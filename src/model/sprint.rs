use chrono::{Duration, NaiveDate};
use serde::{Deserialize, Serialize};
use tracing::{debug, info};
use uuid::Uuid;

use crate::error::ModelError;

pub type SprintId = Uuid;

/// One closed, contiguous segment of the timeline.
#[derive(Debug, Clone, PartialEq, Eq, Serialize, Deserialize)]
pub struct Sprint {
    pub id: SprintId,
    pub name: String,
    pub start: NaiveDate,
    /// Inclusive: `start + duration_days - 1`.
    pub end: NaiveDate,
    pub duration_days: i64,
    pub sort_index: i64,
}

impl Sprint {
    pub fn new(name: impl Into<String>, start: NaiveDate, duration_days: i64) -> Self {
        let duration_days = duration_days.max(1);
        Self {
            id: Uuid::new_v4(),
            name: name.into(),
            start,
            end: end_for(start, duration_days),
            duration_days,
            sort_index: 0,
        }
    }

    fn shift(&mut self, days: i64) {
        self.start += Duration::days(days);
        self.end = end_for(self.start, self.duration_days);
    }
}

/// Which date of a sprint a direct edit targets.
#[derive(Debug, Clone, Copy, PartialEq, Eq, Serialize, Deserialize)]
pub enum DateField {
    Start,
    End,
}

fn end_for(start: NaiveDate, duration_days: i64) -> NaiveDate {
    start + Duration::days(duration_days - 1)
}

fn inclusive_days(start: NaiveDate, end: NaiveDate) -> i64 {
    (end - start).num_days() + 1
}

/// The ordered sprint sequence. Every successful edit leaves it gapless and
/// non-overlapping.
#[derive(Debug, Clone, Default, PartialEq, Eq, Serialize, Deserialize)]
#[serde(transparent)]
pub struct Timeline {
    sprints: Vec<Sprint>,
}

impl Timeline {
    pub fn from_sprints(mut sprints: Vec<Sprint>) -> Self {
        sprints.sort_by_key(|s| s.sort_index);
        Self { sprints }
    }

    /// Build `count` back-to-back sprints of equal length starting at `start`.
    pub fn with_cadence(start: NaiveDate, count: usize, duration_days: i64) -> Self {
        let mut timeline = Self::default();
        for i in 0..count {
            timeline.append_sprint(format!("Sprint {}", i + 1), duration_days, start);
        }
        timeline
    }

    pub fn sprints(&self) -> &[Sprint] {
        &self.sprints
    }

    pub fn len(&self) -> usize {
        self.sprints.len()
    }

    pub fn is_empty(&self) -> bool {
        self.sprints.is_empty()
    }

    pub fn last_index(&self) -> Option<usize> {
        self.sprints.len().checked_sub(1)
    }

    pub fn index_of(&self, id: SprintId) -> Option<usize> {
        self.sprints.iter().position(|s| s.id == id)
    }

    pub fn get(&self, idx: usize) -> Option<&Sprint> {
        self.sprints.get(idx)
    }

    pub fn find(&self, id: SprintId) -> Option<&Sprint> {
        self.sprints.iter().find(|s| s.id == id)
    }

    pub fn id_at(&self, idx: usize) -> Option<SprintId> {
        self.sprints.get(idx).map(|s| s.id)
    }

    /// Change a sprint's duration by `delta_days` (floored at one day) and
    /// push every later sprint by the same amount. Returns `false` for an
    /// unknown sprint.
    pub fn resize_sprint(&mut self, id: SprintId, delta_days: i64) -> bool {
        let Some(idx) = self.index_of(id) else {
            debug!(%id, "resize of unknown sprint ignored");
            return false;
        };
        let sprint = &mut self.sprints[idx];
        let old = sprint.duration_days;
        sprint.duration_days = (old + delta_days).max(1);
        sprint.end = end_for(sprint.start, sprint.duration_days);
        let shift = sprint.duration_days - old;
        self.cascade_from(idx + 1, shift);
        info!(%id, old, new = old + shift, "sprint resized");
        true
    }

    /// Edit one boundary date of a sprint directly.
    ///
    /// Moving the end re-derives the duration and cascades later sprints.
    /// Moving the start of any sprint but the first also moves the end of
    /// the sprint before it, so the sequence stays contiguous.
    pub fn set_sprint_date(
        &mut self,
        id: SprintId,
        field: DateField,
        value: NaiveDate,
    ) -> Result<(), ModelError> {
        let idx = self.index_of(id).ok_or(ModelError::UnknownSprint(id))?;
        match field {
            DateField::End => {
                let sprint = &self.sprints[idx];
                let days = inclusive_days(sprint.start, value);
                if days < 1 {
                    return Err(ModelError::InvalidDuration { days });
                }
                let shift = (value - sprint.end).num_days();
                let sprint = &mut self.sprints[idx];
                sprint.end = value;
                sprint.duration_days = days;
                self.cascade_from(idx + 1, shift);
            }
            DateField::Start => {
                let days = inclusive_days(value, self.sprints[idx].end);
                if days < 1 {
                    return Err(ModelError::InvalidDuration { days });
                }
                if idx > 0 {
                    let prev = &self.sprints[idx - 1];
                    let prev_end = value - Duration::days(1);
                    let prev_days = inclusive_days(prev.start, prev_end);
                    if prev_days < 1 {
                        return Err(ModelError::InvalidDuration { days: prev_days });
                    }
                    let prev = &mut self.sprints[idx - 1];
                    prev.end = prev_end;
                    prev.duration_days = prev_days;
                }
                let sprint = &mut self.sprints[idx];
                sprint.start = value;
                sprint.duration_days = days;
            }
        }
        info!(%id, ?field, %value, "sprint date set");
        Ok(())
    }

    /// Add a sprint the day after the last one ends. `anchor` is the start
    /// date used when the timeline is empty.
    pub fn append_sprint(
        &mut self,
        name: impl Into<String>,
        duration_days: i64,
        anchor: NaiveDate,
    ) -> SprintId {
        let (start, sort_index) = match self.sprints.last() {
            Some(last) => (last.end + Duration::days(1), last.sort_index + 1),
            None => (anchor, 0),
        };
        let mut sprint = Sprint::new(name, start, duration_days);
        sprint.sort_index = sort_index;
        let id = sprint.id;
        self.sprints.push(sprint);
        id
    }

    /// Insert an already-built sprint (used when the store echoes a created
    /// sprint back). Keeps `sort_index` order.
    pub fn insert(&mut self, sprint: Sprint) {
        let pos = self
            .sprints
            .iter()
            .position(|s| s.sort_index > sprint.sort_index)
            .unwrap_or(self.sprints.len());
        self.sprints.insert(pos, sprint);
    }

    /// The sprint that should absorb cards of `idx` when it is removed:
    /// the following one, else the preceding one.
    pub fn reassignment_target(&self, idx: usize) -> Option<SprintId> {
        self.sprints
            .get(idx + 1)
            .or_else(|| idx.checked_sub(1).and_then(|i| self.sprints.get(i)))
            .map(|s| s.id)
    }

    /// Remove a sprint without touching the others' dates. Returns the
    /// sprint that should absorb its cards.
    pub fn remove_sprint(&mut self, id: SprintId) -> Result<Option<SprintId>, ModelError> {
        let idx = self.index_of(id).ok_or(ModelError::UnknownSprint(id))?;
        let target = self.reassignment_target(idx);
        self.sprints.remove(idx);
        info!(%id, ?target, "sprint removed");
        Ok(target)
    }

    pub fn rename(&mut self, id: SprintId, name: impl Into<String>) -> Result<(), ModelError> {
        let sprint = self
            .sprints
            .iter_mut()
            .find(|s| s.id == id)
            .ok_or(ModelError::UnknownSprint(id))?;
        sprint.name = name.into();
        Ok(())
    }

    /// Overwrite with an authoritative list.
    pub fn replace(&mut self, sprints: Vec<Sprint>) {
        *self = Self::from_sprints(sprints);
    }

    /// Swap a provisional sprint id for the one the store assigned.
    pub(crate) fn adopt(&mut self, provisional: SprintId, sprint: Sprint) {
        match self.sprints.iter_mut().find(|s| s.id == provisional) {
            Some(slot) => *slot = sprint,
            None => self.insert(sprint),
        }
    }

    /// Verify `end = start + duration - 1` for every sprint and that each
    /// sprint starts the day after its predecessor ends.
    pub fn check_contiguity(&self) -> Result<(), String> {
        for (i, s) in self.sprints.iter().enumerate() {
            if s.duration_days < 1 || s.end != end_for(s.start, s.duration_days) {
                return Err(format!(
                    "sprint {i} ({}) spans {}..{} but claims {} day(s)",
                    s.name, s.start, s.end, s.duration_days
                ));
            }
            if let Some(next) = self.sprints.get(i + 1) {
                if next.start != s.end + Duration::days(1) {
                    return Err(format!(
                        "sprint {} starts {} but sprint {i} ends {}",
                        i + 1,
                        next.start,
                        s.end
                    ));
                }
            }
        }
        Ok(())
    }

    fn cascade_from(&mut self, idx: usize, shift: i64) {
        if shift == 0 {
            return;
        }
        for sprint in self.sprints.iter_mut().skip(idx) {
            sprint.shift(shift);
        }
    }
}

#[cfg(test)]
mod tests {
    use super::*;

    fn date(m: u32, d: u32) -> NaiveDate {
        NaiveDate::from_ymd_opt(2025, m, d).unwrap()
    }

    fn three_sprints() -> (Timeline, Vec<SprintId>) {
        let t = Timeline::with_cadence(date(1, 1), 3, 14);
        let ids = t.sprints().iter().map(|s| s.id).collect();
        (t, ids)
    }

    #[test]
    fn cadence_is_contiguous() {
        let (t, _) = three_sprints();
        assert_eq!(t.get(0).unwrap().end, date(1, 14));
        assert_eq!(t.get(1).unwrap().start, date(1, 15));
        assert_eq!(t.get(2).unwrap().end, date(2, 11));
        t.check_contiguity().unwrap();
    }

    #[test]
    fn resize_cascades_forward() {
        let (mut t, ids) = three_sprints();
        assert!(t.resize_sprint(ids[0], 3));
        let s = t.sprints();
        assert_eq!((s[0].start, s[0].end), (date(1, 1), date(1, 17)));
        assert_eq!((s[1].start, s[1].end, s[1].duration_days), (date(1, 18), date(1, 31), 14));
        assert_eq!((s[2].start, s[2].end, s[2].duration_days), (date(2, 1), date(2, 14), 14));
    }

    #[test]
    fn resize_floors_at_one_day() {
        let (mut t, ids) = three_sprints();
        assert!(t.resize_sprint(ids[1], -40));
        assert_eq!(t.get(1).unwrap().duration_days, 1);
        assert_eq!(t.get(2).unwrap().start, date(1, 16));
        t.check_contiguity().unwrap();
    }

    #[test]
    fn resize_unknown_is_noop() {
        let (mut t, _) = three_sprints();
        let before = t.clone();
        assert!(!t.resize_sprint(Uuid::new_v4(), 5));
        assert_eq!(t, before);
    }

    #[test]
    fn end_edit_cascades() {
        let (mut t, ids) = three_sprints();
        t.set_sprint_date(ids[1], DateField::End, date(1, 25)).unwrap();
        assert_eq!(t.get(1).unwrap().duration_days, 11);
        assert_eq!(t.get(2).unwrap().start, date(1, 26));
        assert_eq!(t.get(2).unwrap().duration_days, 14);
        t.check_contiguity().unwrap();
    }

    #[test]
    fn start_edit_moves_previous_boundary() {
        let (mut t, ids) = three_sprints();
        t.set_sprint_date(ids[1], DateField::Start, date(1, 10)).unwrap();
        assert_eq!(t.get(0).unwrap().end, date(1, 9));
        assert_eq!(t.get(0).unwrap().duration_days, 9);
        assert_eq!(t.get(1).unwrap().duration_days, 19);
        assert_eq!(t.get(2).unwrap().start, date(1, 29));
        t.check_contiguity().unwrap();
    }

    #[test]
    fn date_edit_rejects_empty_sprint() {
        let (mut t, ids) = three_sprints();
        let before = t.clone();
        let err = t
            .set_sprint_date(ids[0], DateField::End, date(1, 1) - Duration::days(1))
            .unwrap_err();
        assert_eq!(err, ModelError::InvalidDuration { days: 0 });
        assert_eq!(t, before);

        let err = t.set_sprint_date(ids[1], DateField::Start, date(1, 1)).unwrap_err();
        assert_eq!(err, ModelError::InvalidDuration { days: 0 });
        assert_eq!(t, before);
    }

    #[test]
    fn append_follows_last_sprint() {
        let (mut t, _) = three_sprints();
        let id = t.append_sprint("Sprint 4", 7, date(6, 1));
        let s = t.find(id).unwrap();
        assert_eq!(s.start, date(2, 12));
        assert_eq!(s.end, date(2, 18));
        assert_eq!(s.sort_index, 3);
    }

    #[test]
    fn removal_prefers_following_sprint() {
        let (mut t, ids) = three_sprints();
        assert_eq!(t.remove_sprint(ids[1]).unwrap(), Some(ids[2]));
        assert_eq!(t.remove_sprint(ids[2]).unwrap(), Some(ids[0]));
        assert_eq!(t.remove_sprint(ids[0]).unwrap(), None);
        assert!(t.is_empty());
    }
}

§ What the task asks
After locating the line with "if let Some(next)" in the material above, return it and each line after it exactly, ending at the line with "fn cascade_from(&mut self, idx: usize, shift: i64)".

§ Answer
            if let Some(next) = self.sprints.get(i + 1) {
                if next.start != s.end + Duration::days(1) {
                    return Err(format!(
                        "sprint {} starts {} but sprint {i} ends {}",
                        i + 1,
                        next.start,
                        s.end
                    ));
                }
            }
        }
        Ok(())
    }

    fn cascade_from(&mut self, idx: usize, shift: i64) {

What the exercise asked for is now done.